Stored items

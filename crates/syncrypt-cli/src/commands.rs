use clap::{Args, Parser, Subcommand};
use std::path::PathBuf;
use syncrypt_core::config::LogLevel;
use syncrypt_core::AppConfig;

#[derive(Debug, Parser)]
#[command(name = "syncrypt")]
#[command(about = "Mirror a directory tree into an encrypted tree", long_about = None)]
pub struct Cli {
    #[command(flatten)]
    pub global: GlobalArgs,

    #[command(subcommand)]
    pub command: Option<Commands>,
}

#[derive(Debug, Args)]
pub struct GlobalArgs {
    /// Source tree (or artifact tree for `decrypt`)
    #[arg(short, long, global = true)]
    pub input: Option<PathBuf>,

    /// Destination tree
    #[arg(short, long, global = true)]
    pub output: Option<PathBuf>,

    /// Directory holding the key files
    #[arg(short, long, global = true)]
    pub key_path: Option<PathBuf>,

    /// Passphrase for the private key
    #[arg(short, long, global = true)]
    pub passphrase: Option<String>,

    /// Public key filename
    #[arg(long, global = true)]
    pub public_key: Option<String>,

    /// Private key filename
    #[arg(long, global = true)]
    pub private_key: Option<String>,

    /// Ledger database file
    #[arg(long, global = true)]
    pub ledger: Option<PathBuf>,

    /// Only print errors to the console
    #[arg(short, long, global = true)]
    pub quiet: bool,

    /// Print nothing to the console
    #[arg(long, global = true)]
    pub very_quiet: bool,

    /// Also write warnings to the log file
    #[arg(long, global = true)]
    pub log_warnings: bool,

    /// Write warnings and info to the log file
    #[arg(long, global = true)]
    pub log_info: bool,
}

#[derive(Debug, Subcommand)]
pub enum Commands {
    /// Encrypt new and changed files into the destination tree
    Sync {
        /// Keep running, one pass per interval
        #[arg(short = 'D', long)]
        daemon: bool,

        /// Milliseconds between passes in daemon mode
        #[arg(short = 't', long)]
        interval: Option<u64>,

        /// Delete artifacts of removed files at the end of every pass
        #[arg(long)]
        propagate_deletions: bool,
    },
    /// Decrypt every artifact under the input tree into the output tree
    Decrypt,
    /// Generate a new key pair
    Keygen,
    /// List files pending deletion
    ReviewDeletions,
    /// Delete verified artifacts of files pending deletion
    ApplyDeletions,
    /// Print configuration values
    PrintConfig,
}

impl GlobalArgs {
    /// Command-line values win over file and environment settings.
    pub fn apply_to(&self, config: &mut AppConfig) {
        if let Some(input) = &self.input {
            config.input_dir = Some(input.clone());
        }
        if let Some(output) = &self.output {
            config.output_dir = Some(output.clone());
        }
        if let Some(key_path) = &self.key_path {
            config.key_path = key_path.clone();
        }
        if let Some(passphrase) = &self.passphrase {
            config.passphrase = passphrase.clone();
        }
        if let Some(public_key) = &self.public_key {
            config.public_key = public_key.clone();
        }
        if let Some(private_key) = &self.private_key {
            config.private_key = private_key.clone();
        }
        if let Some(ledger) = &self.ledger {
            config.ledger_path = ledger.clone();
        }
        config.quiet |= self.quiet;
        config.very_quiet |= self.very_quiet;
        if self.log_info {
            config.log_level = LogLevel::Info;
        } else if self.log_warnings {
            config.log_level = LogLevel::Warning;
        }
    }
}
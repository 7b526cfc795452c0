use crate::storage::Ledger;

/// What to do with one scanned file, given its fresh content hash.
#[derive(Debug, Clone, Copy, PartialEq, Eq)]
pub enum Classification {
    /// Ledger already holds this hash for this filename.
    Unchanged,
    /// Another active record owns this content; never encrypt it twice.
    DuplicateContent,
    /// Tracked filename whose content now hashes differently.
    ContentChanged,
    /// Untracked filename with untracked content.
    New,
}

impl Classification {
    pub fn needs_encryption(self) -> bool {
        matches!(self, Self::ContentChanged | Self::New)
    }

    pub fn is_update(self) -> bool {
        self == Self::ContentChanged
    }
}

/// Content identity is checked before path identity: a file whose bytes are
/// already tracked under any active filename is a duplicate even if its own
/// path is tracked too.
pub fn classify(ledger: &Ledger, filename: &str, hash: &str) -> rusqlite::Result<Classification> {
    if ledger.get_hash(filename)?.as_deref() == Some(hash) {
        return Ok(Classification::Unchanged);
    }
    // The filename's own row cannot match here, so a hit is always another file.
    if ledger.has_hash(hash)? {
        return Ok(Classification::DuplicateContent);
    }
    if ledger.has_filename(filename)? {
        return Ok(Classification::ContentChanged);
    }
    Ok(Classification::New)
}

## WHAT THE TASK ASKS
Every record above must be repeated word for word.

## SOLUTION TO THIS TASK
filename crates/syncrypt-cli/src/commands.rs
use clap::{Args, Parser, Subcommand};
use std::path::PathBuf;
use syncrypt_core::config::LogLevel;
use syncrypt_core::AppConfig;

#[derive(Debug, Parser)]
#[command(name = "syncrypt")]
#[command(about = "Mirror a directory tree into an encrypted tree", long_about = None)]
pub struct Cli {
    #[command(flatten)]
    pub global: GlobalArgs,

    #[command(subcommand)]
    pub command: Option<Commands>,
}

#[derive(Debug, Args)]
pub struct GlobalArgs {
    /// Source tree (or artifact tree for `decrypt`)
    #[arg(short, long, global = true)]
    pub input: Option<PathBuf>,

    /// Destination tree
    #[arg(short, long, global = true)]
    pub output: Option<PathBuf>,

    /// Directory holding the key files
    #[arg(short, long, global = true)]
    pub key_path: Option<PathBuf>,

    /// Passphrase for the private key
    #[arg(short, long, global = true)]
    pub passphrase: Option<String>,

    /// Public key filename
    #[arg(long, global = true)]
    pub public_key: Option<String>,

    /// Private key filename
    #[arg(long, global = true)]
    pub private_key: Option<String>,

    /// Ledger database file
    #[arg(long, global = true)]
    pub ledger: Option<PathBuf>,

    /// Only print errors to the console
    #[arg(short, long, global = true)]
    pub quiet: bool,

    /// Print nothing to the console
    #[arg(long, global = true)]
    pub very_quiet: bool,

    /// Also write warnings to the log file
    #[arg(long, global = true)]
    pub log_warnings: bool,

    /// Write warnings and info to the log file
    #[arg(long, global = true)]
    pub log_info: bool,
}

#[derive(Debug, Subcommand)]
pub enum Commands {
    /// Encrypt new and changed files into the destination tree
    Sync {
        /// Keep running, one pass per interval
        #[arg(short = 'D', long)]
        daemon: bool,

        /// Milliseconds between passes in daemon mode
        #[arg(short = 't', long)]
        interval: Option<u64>,

        /// Delete artifacts of removed files at the end of every pass
        #[arg(long)]
        propagate_deletions: bool,
    },
    /// Decrypt every artifact under the input tree into the output tree
    Decrypt,
    /// Generate a new key pair
    Keygen,
    /// List files pending deletion
    ReviewDeletions,
    /// Delete verified artifacts of files pending deletion
    ApplyDeletions,
    /// Print configuration values
    PrintConfig,
}

impl GlobalArgs {
    /// Command-line values win over file and environment settings.
    pub fn apply_to(&self, config: &mut AppConfig) {
        if let Some(input) = &self.input {
            config.input_dir = Some(input.clone());
        }
        if let Some(output) = &self.output {
            config.output_dir = Some(output.clone());
        }
        if let Some(key_path) = &self.key_path {
            config.key_path = key_path.clone();
        }
        if let Some(passphrase) = &self.passphrase {
            config.passphrase = passphrase.clone();
        }
        if let Some(public_key) = &self.public_key {
            config.public_key = public_key.clone();
        }
        if let Some(private_key) = &self.private_key {
            config.private_key = private_key.clone();
        }
        if let Some(ledger) = &self.ledger {
            config.ledger_path = ledger.clone();
        }
        config.quiet |= self.quiet;
        config.very_quiet |= self.very_quiet;
        if self.log_info {
            config.log_level = LogLevel::Info;
        } else if self.log_warnings {
            config.log_level = LogLevel::Warning;
        }
    }
}
repository 7b526cfc795452c0
use crate::storage::Ledger;

/// What to do with one scanned file, given its fresh content hash.
#[derive(Debug, Clone, Copy, PartialEq, Eq)]
pub enum Classification {
    /// Ledger already holds this hash for this filename.
    Unchanged,
    /// Another active record owns this content; never encrypt it twice.
    DuplicateContent,
    /// Tracked filename whose content now hashes differently.
    ContentChanged,
    /// Untracked filename with untracked content.
    New,
}

impl Classification {
    pub fn needs_encryption(self) -> bool {
        matches!(self, Self::ContentChanged | Self::New)
    }

    pub fn is_update(self) -> bool {
        self == Self::ContentChanged
    }
}

/// Content identity is checked before path identity: a file whose bytes are
/// already tracked under any active filename is a duplicate even if its own
/// path is tracked too.
pub fn classify(ledger: &Ledger, filename: &str, hash: &str) -> rusqlite::Result<Classification> {
    if ledger.get_hash(filename)?.as_deref() == Some(hash) {
        return Ok(Classification::Unchanged);
    }
    // The filename's own row cannot match here, so a hit is always another file.
    if ledger.has_hash(hash)? {
        return Ok(Classification::DuplicateContent);
    }
    if ledger.has_filename(filename)? {
        return Ok(Classification::ContentChanged);
    }
    Ok(Classification::New)
}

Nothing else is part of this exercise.